Like Moore, I have looked at the
healthcare systems in many countries, but unlike Moore, I am "inside"
the profession and, if the truth be known, I have been thinking about
healthcare since socialized medicine was first introduced to Sweden
and the U.K. when I was still a child. Of course, when socialized
medicine was introduced, it was hailed as a very progressive and enlightened
political achievement.
I used to spend summers with my
grandfather in Sweden. One of my aunts had an accident and was permitted
a free visit with a physician, but the visit was not to exceed three
minutes. Given the courtesies of saying "hello" and commenting
on the weather, this is about enough time to write a prescription for
a pain reliever. The patient may have a second appointment if
the condition does not relieve the problem and eventually, the person
may be referred to an expert or a hospital. After seven weeks,
it was finally obvious that my aunt had a compound fracture, and this
is when the fabulous Swedish medical system could offer her the best
of modern care.
Needless-to-say, I was not too
impressed. Another relative had various complaints, odds and
ends of "not quite spiffy" reports. It was three years
before she was referred to an oncologist and then, of course, no effort
was spared, but it was too late. After I left the State Department,
I was sick of American politics and I went to Sweden again. Shortly
after my grandfather's 90th birthday, he had a minor accident and was
taken to the hospital. I jumped in my car and raced over, only to find
him on a guerney in the hallway, howling in pain. No one could
be bothered to see him because it was a Friday afternoon and the regular
doctors would not be there until Monday. I think the staff were
embarrassed because I seemed so shocked by his "care" so they finally
agreed to put him into a proper room, run some diagnostic tests, and
address his pain. I stayed there the whole time. He went to ICU
but no one was watching him except me. The doctors were perfectly incapable
of making the slightest rational observations, and he died. I
had never been with anyone who was dying so the poignancy of his transition
was deeply moving to me, but I will never forget the doctors and their
total inability to assess his overall condition much less to see when
a person is nearing transition.
I dated a poet for a while. He
was so Swedish, 100% Swedish and I used to challenge his ability to
think just a little outside the box. He was so "radical" in his estimation
of himself, but I thought "radical" is just another cult with its own
highly predictable ways of dressing and acting out. He used to
"interview" people who were passed out on the sidewalks because he
was curious about what goes on inside people's heads and hearts, but
hospitals don't admit drunks who pass out, even if they are diabetics
and in mortal danger. In short, I was not impressed.

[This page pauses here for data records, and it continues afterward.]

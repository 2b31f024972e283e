//! Query text parse errors
//!
//! Error codes:
//! - SHARDQUERY_PARSE_EMPTY (REJECT)
//! - SHARDQUERY_PARSE_UNEXPECTED_END (REJECT)
//! - SHARDQUERY_PARSE_UNEXPECTED_TOKEN (REJECT)
//! - SHARDQUERY_PARSE_UNTERMINATED_STRING (REJECT)
//! - SHARDQUERY_PARSE_INVALID_MARKER (REJECT)

use thiserror::Error;

use crate::errors::Severity;

/// Result type for parsing
pub type ParseResult<T> = Result<T, ParseError>;

/// Failures turning query text into a tree
#[derive(Debug, Clone, PartialEq, Eq, Error)]
pub enum ParseError {
    #[error("Query text is empty")]
    Empty,

    #[error("Unexpected end of query text, expected {0}")]
    UnexpectedEnd(String),

    #[error("Unexpected '{found}' at position {position}, expected {expected}")]
    UnexpectedToken {
        position: usize,
        found: String,
        expected: String,
    },

    #[error("Unterminated string starting at position {0}")]
    UnterminatedString(usize),

    #[error("Invalid marker: {0}")]
    InvalidMarker(String),
}

impl ParseError {
    /// Stable error code
    pub fn code(&self) -> &'static str {
        match self {
            ParseError::Empty => "SHARDQUERY_PARSE_EMPTY",
            ParseError::UnexpectedEnd(_) => "SHARDQUERY_PARSE_UNEXPECTED_END",
            ParseError::UnexpectedToken { .. } => "SHARDQUERY_PARSE_UNEXPECTED_TOKEN",
            ParseError::UnterminatedString(_) => "SHARDQUERY_PARSE_UNTERMINATED_STRING",
            ParseError::InvalidMarker(_) => "SHARDQUERY_PARSE_INVALID_MARKER",
        }
    }

    pub fn severity(&self) -> Severity {
        Severity::Reject
    }
}
//! Field values assembled while evaluating a plan

use std::collections::{BTreeMap, BTreeSet};

/// Ordered field to value-set map
#[derive(Debug, Clone, Default, PartialEq, Eq)]
pub struct Document {
    fields: BTreeMap<String, BTreeSet<String>>,
}

impl Document {
    pub fn insert(&mut self, field: &str, value: impl Into<String>) {
        self.fields.entry(field.to_string()).or_default().insert(value.into());
    }

    pub fn extend(&mut self, other: Document) {
        for (field, values) in other.fields {
            self.fields.entry(field).or_default().extend(values);
        }
    }

    /// Values of a field in ascending order
    pub fn values(&self, field: &str) -> impl Iterator<Item = &str> {
        self.fields.get(field).into_iter().flatten().map(String::as_str)
    }

    pub fn fields(&self) -> impl Iterator<Item = &str> {
        self.fields.keys().map(String::as_str)
    }

    pub fn contains(&self, field: &str) -> bool {
        self.fields.contains_key(field)
    }

    pub fn is_empty(&self) -> bool {
        self.fields.is_empty()
    }
}

/// Outcome of evaluating a plan against one record
#[derive(Debug, Clone, Default, PartialEq, Eq)]
pub struct Evaluation {
    pub matched: bool,
    /// Values collected by aggregating leaves, empty when not matched
    pub document: Document,
}
//! Compiled plan tree and per-record evaluation

use std::fmt;

use super::document::{Document, Evaluation};
use super::leaf::Leaf;

/// A nested iterator plan for one record
///
/// Children evaluate in the order of the tree they were compiled from.
#[derive(Debug, Clone, PartialEq)]
pub enum Plan {
    /// All children match; stops at the first child that does not
    Intersect(Vec<Plan>),
    /// Any child matches; every child is evaluated to collect values
    Union(Vec<Plan>),
    Leaf(Box<Leaf>),
    /// Matches when the inner plan does not
    Negated(Box<Plan>),
    /// An excluded clause, never matches
    Dropped { reason: String },
}

impl Plan {
    pub fn leaf(leaf: Leaf) -> Plan {
        Plan::Leaf(Box::new(leaf))
    }

    pub fn negated(inner: Plan) -> Plan {
        match inner {
            Plan::Negated(plan) => *plan,
            other => Plan::Negated(Box::new(other)),
        }
    }

    /// Evaluates against the record the plan was compiled for
    pub fn evaluate(&mut self) -> Evaluation {
        let mut document = Document::default();
        let matched = self.evaluate_into(&mut document);
        Evaluation {
            matched,
            document: if matched { document } else { Document::default() },
        }
    }

    fn evaluate_into(&mut self, document: &mut Document) -> bool {
        match self {
            Plan::Intersect(children) => {
                for child in children.iter_mut() {
                    if !child.evaluate_into(document) {
                        return false;
                    }
                }
                true
            }
            Plan::Union(children) => {
                let mut any = false;
                for child in children.iter_mut() {
                    any |= child.evaluate_into(document);
                }
                any
            }
            Plan::Leaf(leaf) => leaf.evaluate(document),
            Plan::Negated(inner) => {
                // values behind a negation never describe the match
                let mut scratch = Document::default();
                !inner.evaluate_into(&mut scratch)
            }
            Plan::Dropped { .. } => false,
        }
    }

    /// An independent copy with empty match caches
    pub fn snapshot(&self) -> Plan {
        let mut copy = self.clone();
        copy.reset();
        copy
    }

    /// Clears every leaf's match cache
    pub fn reset(&mut self) {
        match self {
            Plan::Intersect(children) | Plan::Union(children) => children.iter_mut().for_each(Plan::reset),
            Plan::Leaf(leaf) => leaf.reset(),
            Plan::Negated(inner) => inner.reset(),
            Plan::Dropped { .. } => {}
        }
    }

    /// Leaves in evaluation order
    pub fn leaves(&self) -> Vec<&Leaf> {
        let mut out = Vec::new();
        self.collect_leaves(&mut out);
        out
    }

    fn collect_leaves<'p>(&'p self, out: &mut Vec<&'p Leaf>) {
        match self {
            Plan::Intersect(children) | Plan::Union(children) => {
                for child in children {
                    child.collect_leaves(out);
                }
            }
            Plan::Leaf(leaf) => out.push(leaf),
            Plan::Negated(inner) => inner.collect_leaves(out),
            Plan::Dropped { .. } => {}
        }
    }

    pub fn is_negated(&self) -> bool {
        matches!(self, Plan::Negated(_))
    }
}

fn write_children(f: &mut fmt::Formatter<'_>, name: &str, children: &[Plan]) -> fmt::Result {
    write!(f, "{}(", name)?;
    for (i, child) in children.iter().enumerate() {
        if i > 0 {
            write!(f, ", ")?;
        }
        write!(f, "{}", child)?;
    }
    write!(f, ")")
}

impl fmt::Display for Plan {
    fn fmt(&self, f: &mut fmt::Formatter<'_>) -> fmt::Result {
        match self {
            Plan::Intersect(children) => write_children(f, "Intersect", children),
            Plan::Union(children) => write_children(f, "Union", children),
            Plan::Leaf(leaf) => write!(f, "Leaf({})", leaf),
            Plan::Negated(inner) => write!(f, "Negated({})", inner),
            Plan::Dropped { reason } => write!(f, "Dropped('{}')", reason),
        }
    }
}
//! Contributing terms grouped by state, and the summary line built from them

use std::collections::{BTreeMap, BTreeSet};

use super::state::ExecutabilityState;

/// Query text of the subtrees that produced each state
#[derive(Debug, Clone, Default, PartialEq, Eq)]
pub struct Contributors {
    terms: BTreeMap<ExecutabilityState, BTreeSet<String>>,
}

impl Contributors {
    pub fn single(state: ExecutabilityState, term: impl Into<String>) -> Self {
        let mut contributors = Self::default();
        contributors.terms.entry(state).or_default().insert(term.into());
        contributors
    }

    pub fn is_empty(&self) -> bool {
        self.terms.values().all(BTreeSet::is_empty)
    }

    /// Terms recorded for a state
    pub fn terms(&self, state: ExecutabilityState) -> impl Iterator<Item = &str> {
        self.terms.get(&state).into_iter().flatten().map(String::as_str)
    }

    /// Copies the terms of the given states from another set
    pub(crate) fn absorb(&mut self, other: &Contributors, states: &[ExecutabilityState]) {
        for state in states {
            if let Some(terms) = other.terms.get(state) {
                self.terms.entry(*state).or_default().extend(terms.iter().cloned());
            }
        }
    }

    /// Exchanges the terms of two states
    pub(crate) fn swap(mut self, a: ExecutabilityState, b: ExecutabilityState) -> Self {
        let first = self.terms.remove(&a);
        let second = self.terms.remove(&b);
        if let Some(terms) = first {
            self.terms.insert(b, terms);
        }
        if let Some(terms) = second {
            self.terms.insert(a, terms);
        }
        self
    }

    /// Moves every term not already in `keep` under `target`
    pub(crate) fn collapse_into(self, target: ExecutabilityState, keep: &[ExecutabilityState]) -> Self {
        let mut out = Self::default();
        for (state, terms) in self.terms {
            let state = if keep.contains(&state) { state } else { target };
            out.terms.entry(state).or_default().extend(terms);
        }
        out
    }

    /// Renders `Summary: STATE:[term, ...]; ...`
    ///
    /// States with more than `max_terms` terms print the count and the first
    /// `max_terms` terms only.
    pub fn summary(&self, max_terms: usize) -> String {
        let parts: Vec<String> = self
            .terms
            .iter()
            .filter(|(_, terms)| !terms.is_empty())
            .map(|(state, terms)| {
                let shown: Vec<&str> = terms.iter().take(max_terms).map(String::as_str).collect();
                if terms.len() > max_terms {
                    format!("{}:{} terms [{}]", state.label(), terms.len(), shown.join(", "))
                } else {
                    format!("{}:[{}]", state.label(), shown.join(", "))
                }
            })
            .collect();
        format!("Summary: {}", parts.join("; "))
    }
}

#[cfg(test)]
mod tests {
    use super::*;
    use super::ExecutabilityState::*;

    #[test]
    fn test_empty_summary() {
        assert_eq!(Contributors::default().summary(3), "Summary: ");
    }

    #[test]
    fn test_single_state() {
        let c = Contributors::single(NonExecutable, "A == 'x'");
        assert_eq!(c.summary(3), "Summary: NON_EXECUTABLE:[A == 'x']");
    }

    #[test]
    fn test_states_separated_and_deduplicated() {
        let mut c = Contributors::single(Executable, "A == 'a'");
        c.absorb(&Contributors::single(Executable, "A == 'a'"), &[Executable]);
        c.absorb(&Contributors::single(NegatedExecutable, "B == 'b'"), &[NegatedExecutable]);
        assert_eq!(c.summary(3), "Summary: EXECUTABLE:[A == 'a']; NEGATED_EXECUTABLE:[B == 'b']");
    }

    #[test]
    fn test_capped_terms() {
        let mut c = Contributors::default();
        for term in ["A == '1'", "A == '2'", "A == '3'", "A == '4'"] {
            c.absorb(&Contributors::single(NonExecutable, term), &[NonExecutable]);
        }
        assert_eq!(
            c.summary(2),
            "Summary: NON_EXECUTABLE:4 terms [A == '1', A == '2']"
        );
    }

    #[test]
    fn test_absorb_filters_states() {
        let mut c = Contributors::default();
        c.absorb(&Contributors::single(Executable, "A == 'a'"), &[NonExecutable]);
        assert!(c.is_empty());
    }

    #[test]
    fn test_swap_and_collapse() {
        let c = Contributors::single(Executable, "A == 'a'").swap(Executable, NegatedExecutable);
        assert_eq!(c.terms(NegatedExecutable).collect::<Vec<_>>(), vec!["A == 'a'"]);

        let c = c.collapse_into(NonExecutable, &[Error]);
        assert_eq!(c.terms(NonExecutable).count(), 1);
        assert_eq!(c.terms(NegatedExecutable).count(), 0);
    }
}
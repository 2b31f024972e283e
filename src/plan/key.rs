//! Sorted key model
//!
//! Keys order by row, column family, column qualifier and visibility, then
//! by timestamp descending so the newest version of a cell comes first.
//!
//! Reserved column families:
//! - `fi\0FIELD`: field index, qualifier `value\0datatype\0uid`
//! - `tf`: term frequency, qualifier `datatype\0uid\0value\0FIELD`

use std::cmp::Ordering;
use std::fmt;

use chrono::{DateTime, Utc};

/// Column family prefix of field index entries
pub const FIELD_INDEX_PREFIX: &str = "fi\0";

/// Column family of term frequency entries
pub const TERM_FREQUENCY_FAMILY: &str = "tf";

/// Largest value a scan can reach
pub const MAX_VALUE: &str = "\u{10FFFF}";

/// A sorted key
#[derive(Debug, Clone, PartialEq, Eq, Hash)]
pub struct Key {
    pub row: String,
    pub column_family: String,
    pub column_qualifier: String,
    pub visibility: String,
    pub timestamp: i64,
}

impl Key {
    pub fn new(
        row: impl Into<String>,
        column_family: impl Into<String>,
        column_qualifier: impl Into<String>,
        timestamp: i64,
    ) -> Self {
        Self {
            row: row.into(),
            column_family: column_family.into(),
            column_qualifier: column_qualifier.into(),
            visibility: String::new(),
            timestamp,
        }
    }

    pub fn with_visibility(mut self, visibility: impl Into<String>) -> Self {
        self.visibility = visibility.into();
        self
    }

    /// The smallest key of a cell, before every version of it
    pub fn first_of(
        row: impl Into<String>,
        column_family: impl Into<String>,
        column_qualifier: impl Into<String>,
    ) -> Self {
        Self::new(row, column_family, column_qualifier, i64::MAX)
    }
}

impl Ord for Key {
    fn cmp(&self, other: &Self) -> Ordering {
        self.row
            .cmp(&other.row)
            .then_with(|| self.column_family.cmp(&other.column_family))
            .then_with(|| self.column_qualifier.cmp(&other.column_qualifier))
            .then_with(|| self.visibility.cmp(&other.visibility))
            .then_with(|| other.timestamp.cmp(&self.timestamp))
    }
}

impl PartialOrd for Key {
    fn partial_cmp(&self, other: &Self) -> Option<Ordering> {
        Some(self.cmp(other))
    }
}

/// A range of keys to scan
#[derive(Debug, Clone, PartialEq, Eq)]
pub struct KeyRange {
    pub start: Key,
    pub start_inclusive: bool,
    pub end: Key,
    pub end_inclusive: bool,
}

impl KeyRange {
    pub fn new(start: Key, start_inclusive: bool, end: Key, end_inclusive: bool) -> Self {
        Self {
            start,
            start_inclusive,
            end,
            end_inclusive,
        }
    }

    /// Every version of qualifiers in `[lower, upper)` of one column family
    pub fn qualifiers(row: &str, column_family: &str, lower: &str, upper: &str) -> Self {
        Self::new(
            Key::first_of(row, column_family, lower),
            true,
            Key::first_of(row, column_family, upper),
            false,
        )
    }

    pub fn is_after_start(&self, key: &Key) -> bool {
        match key.cmp(&self.start) {
            Ordering::Greater => true,
            Ordering::Equal => self.start_inclusive,
            Ordering::Less => false,
        }
    }

    pub fn is_before_end(&self, key: &Key) -> bool {
        match key.cmp(&self.end) {
            Ordering::Less => true,
            Ordering::Equal => self.end_inclusive,
            Ordering::Greater => false,
        }
    }

    pub fn contains(&self, key: &Key) -> bool {
        self.is_after_start(key) && self.is_before_end(key)
    }
}

/// Location of one record: the shard row plus datatype and uid
#[derive(Debug, Clone, PartialEq, Eq, Hash)]
pub struct RecordRange {
    pub row: String,
    pub datatype: String,
    pub uid: String,
}

impl RecordRange {
    pub fn new(row: impl Into<String>, datatype: impl Into<String>, uid: impl Into<String>) -> Self {
        Self {
            row: row.into(),
            datatype: datatype.into(),
            uid: uid.into(),
        }
    }

    /// Key of a field index entry for this record
    pub fn field_index_key(&self, field: &str, value: &str, timestamp: i64) -> Key {
        Key::new(
            self.row.clone(),
            field_index_family(field),
            format!("{}\0{}\0{}", value, self.datatype, self.uid),
            timestamp,
        )
    }

    /// Key of a term frequency entry for this record
    pub fn term_frequency_key(&self, field: &str, value: &str, timestamp: i64) -> Key {
        Key::new(
            self.row.clone(),
            TERM_FREQUENCY_FAMILY,
            format!("{}{}\0{}", self.term_frequency_prefix(), value, field),
            timestamp,
        )
    }

    /// Qualifier prefix shared by all of this record's term frequency entries
    pub fn term_frequency_prefix(&self) -> String {
        format!("{}\0{}\0", self.datatype, self.uid)
    }

    /// Returns true if a field index qualifier belongs to this record
    pub fn owns(&self, entry: &FieldIndexEntry<'_>) -> bool {
        entry.datatype == self.datatype && entry.uid == self.uid
    }
}

impl fmt::Display for RecordRange {
    fn fmt(&self, f: &mut fmt::Formatter<'_>) -> fmt::Result {
        write!(f, "{}/{}/{}", self.row, self.datatype, self.uid)
    }
}

pub fn field_index_family(field: &str) -> String {
    format!("{}{}", FIELD_INDEX_PREFIX, field)
}

/// Parsed field index qualifier
#[derive(Debug, Clone, Copy, PartialEq, Eq)]
pub struct FieldIndexEntry<'k> {
    pub value: &'k str,
    pub datatype: &'k str,
    pub uid: &'k str,
}

impl<'k> FieldIndexEntry<'k> {
    /// Splits `value\0datatype\0uid` from the right, so values may hold `\0`
    pub fn parse(qualifier: &'k str) -> Option<Self> {
        let mut parts = qualifier.rsplitn(3, '\0');
        let uid = parts.next()?;
        let datatype = parts.next()?;
        let value = parts.next()?;
        Some(Self { value, datatype, uid })
    }
}

/// Parses the `value\0FIELD` remainder of a term frequency qualifier
pub fn parse_term_frequency<'k>(qualifier: &'k str, record_prefix: &str) -> Option<(&'k str, &'k str)> {
    qualifier.strip_prefix(record_prefix)?.rsplit_once('\0')
}

/// Inclusive window of key timestamps, in milliseconds
#[derive(Debug, Clone, Copy, PartialEq, Eq)]
pub struct TimeFilter {
    pub start_ms: i64,
    pub end_ms: i64,
}

impl TimeFilter {
    pub fn new(start_ms: i64, end_ms: i64) -> Self {
        Self { start_ms, end_ms }
    }

    /// Window covering a date range; open ends extend to the extremes
    pub fn from_dates(begin: Option<DateTime<Utc>>, end: Option<DateTime<Utc>>) -> Option<Self> {
        if begin.is_none() && end.is_none() {
            return None;
        }
        Some(Self {
            start_ms: begin.map_or(i64::MIN, |d| d.timestamp_millis()),
            end_ms: end.map_or(i64::MAX, |d| d.timestamp_millis()),
        })
    }

    pub fn accepts(&self, timestamp: i64) -> bool {
        (self.start_ms..=self.end_ms).contains(&timestamp)
    }
}

#[cfg(test)]
mod tests {
    use super::*;
    use chrono::TimeZone;

    #[test]
    fn test_newest_version_first() {
        let old = Key::new("r", "cf", "cq", 10);
        let new = Key::new("r", "cf", "cq", 20);
        assert!(new < old);
        assert!(Key::first_of("r", "cf", "cq") < new);
    }

    #[test]
    fn test_key_ordering_by_component() {
        assert!(Key::new("a", "z", "z", 0) < Key::new("b", "a", "a", 0));
        assert!(Key::new("a", "a", "z", 0) < Key::new("a", "b", "a", 0));
        assert!(Key::new("a", "a", "a", 0) < Key::new("a", "a", "a", 0).with_visibility("X"));
    }

    #[test]
    fn test_range_contains() {
        let range = KeyRange::qualifiers("r", "cf", "b", "d");
        assert!(range.contains(&Key::new("r", "cf", "b", 5)));
        assert!(range.contains(&Key::new("r", "cf", "c\0x", 5)));
        assert!(!range.contains(&Key::new("r", "cf", "d", 5)));
        assert!(!range.contains(&Key::new("r", "cf", "a", 5)));
    }

    #[test]
    fn test_field_index_round_trip() {
        let record = RecordRange::new("20240101_0", "event", "uid.1");
        let key = record.field_index_key("NAME", "bob", 1);
        assert_eq!(key.column_family, "fi\0NAME");
        let entry = FieldIndexEntry::parse(&key.column_qualifier).unwrap();
        assert_eq!(entry.value, "bob");
        assert!(record.owns(&entry));
    }

    #[test]
    fn test_term_frequency_parse() {
        let record = RecordRange::new("row", "event", "uid.1");
        let key = record.term_frequency_key("BODY", "quick", 1);
        let parsed = parse_term_frequency(&key.column_qualifier, &record.term_frequency_prefix());
        assert_eq!(parsed, Some(("quick", "BODY")));
        assert_eq!(parse_term_frequency(&key.column_qualifier, "other\0uid\0"), None);
    }

    #[test]
    fn test_time_filter() {
        let filter = TimeFilter::new(10, 20);
        assert!(filter.accepts(10));
        assert!(filter.accepts(20));
        assert!(!filter.accepts(21));

        let begin = Utc.with_ymd_and_hms(2020, 1, 1, 0, 0, 0).unwrap();
        let open = TimeFilter::from_dates(Some(begin), None).unwrap();
        assert!(open.accepts(i64::MAX));
        assert!(!open.accepts(0));
        assert_eq!(TimeFilter::from_dates(None, None), None);
    }
}
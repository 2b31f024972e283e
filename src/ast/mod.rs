//! Expression tree model
//!
//! The shared representation every pass operates on.
//!
//! # Invariants
//!
//! - Children are owned: no subtree is shared by two parents
//! - `And`/`Or` built through [`ExprNode::and`]/[`ExprNode::or`] are flattened
//! - A marker has exactly one child and only `Drop` changes its truth value

mod errors;
mod lineage;
mod marker;
mod node;
mod parser;
mod printer;

pub use errors::{ParseError, ParseResult};
pub use lineage::{Lineage, LineageViolation, NodeId};
pub use marker::{MarkerKind, MarkerPayload};
pub use node::{CompareOp, Comparison, ExprNode, FunctionArg, Literal, ANY_FIELD, NO_FIELD};
pub use parser::parse;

So, what about England? The
people I met had dual insurance, the one provided everyone as well
as a secondary policy for private care should their requirements (and
fortunes) exceed what is offered in the system. The horror stories
are about the same as elsewhere.
I work in a field that most likely
would not be covered by a universal health care plan. So, let
me tell some more tales. Recently, the father of a teenager with
testicular cancer took his son abroad for treatment because despite
the fact that all care is 100% covered in Australia, his son was not
getting better. He is thriving in a private clinic in Europe. I
am sure everyone is going to ask for the name of the clinic, and this
is the point. Within the system, the types of treatment are limited,
more or less the way most insurance policies limit coverage.
When the AIDS epidemic was just
starting, an insurance executive asked me to develop a plan for treatment
of patients with AIDS, and heck, while you are at it, throw in cancer
as well. At the time, AIDS treatment, which was never successful, was
costing insurance companies (or patients) about $250,000. The insurance
company counts the dollars from the date the first payment is made
until, as this young executive told me, "the nails are hammered into
the coffin." The figure for cancer was considerably higher,
at least $500,000, sometimes two million.
So, the other side of the picture
is that healthcare is an industry, a simply enormous industry and one
that provides employment for a lot of people. It also generates huge
revenues for pharmaceutical company and hospitals, not to mention surgeons
and others whose fees can be astounding. Patients have shown me
bills in which the surgeon was paid more for a single operation than
some people earn in a year. There is a lot of turf to protect,
and this is why there are so many lobbyists padding the paws of the
politicians.
Now, when I gave careful thought
to the needs of people with AIDS as well as people with cancer, I was
totally convinced that for a tenth of the cost and a significantly
better outcome, the alternative could be created. I was told
to develop a plan for a pilot study involving a small number of patients
and a budget of three million. Then, something happened and communication
stopped. I had put a lot of time into this so was after a few
weeks, I called to find out what the lay of the land was. The long
and short is that the president of the company, obviously one of the
many evil insurance companies, had decided that AIDS would not, in
fact, bankrupt the company and they made more money off the system
that they lost in payments. I am not a good enough mathematician
to figure out how this could be the case. I mean, even if the
insurance company invests in hospitals and pharmaceuticals, it must
be losing money when people in the 20s and 30s require expensive and
useless treatment and then die so that they have to make good on both
the health insurance and life insurance.
I was told the president axed
the project for political reasons. There is a lot more to this
story than needs to be told now, but we have seen one report after
another of political access, corruption, and influence. When
a politician has to announce his campaign months and years in advance,
his campaign chest has to contain millions. People do not spend millions
for nothing; they are buying something with their donations. Most
people who have a lot of money have it because they are invested with
the status quo. If you are ahead of the times, you work creatively
and often as not scratch and claw while alive and then the honors come
posthumously. No one with influence is afraid of ghosts so the
celebrations are allowed after the nuisance is gone.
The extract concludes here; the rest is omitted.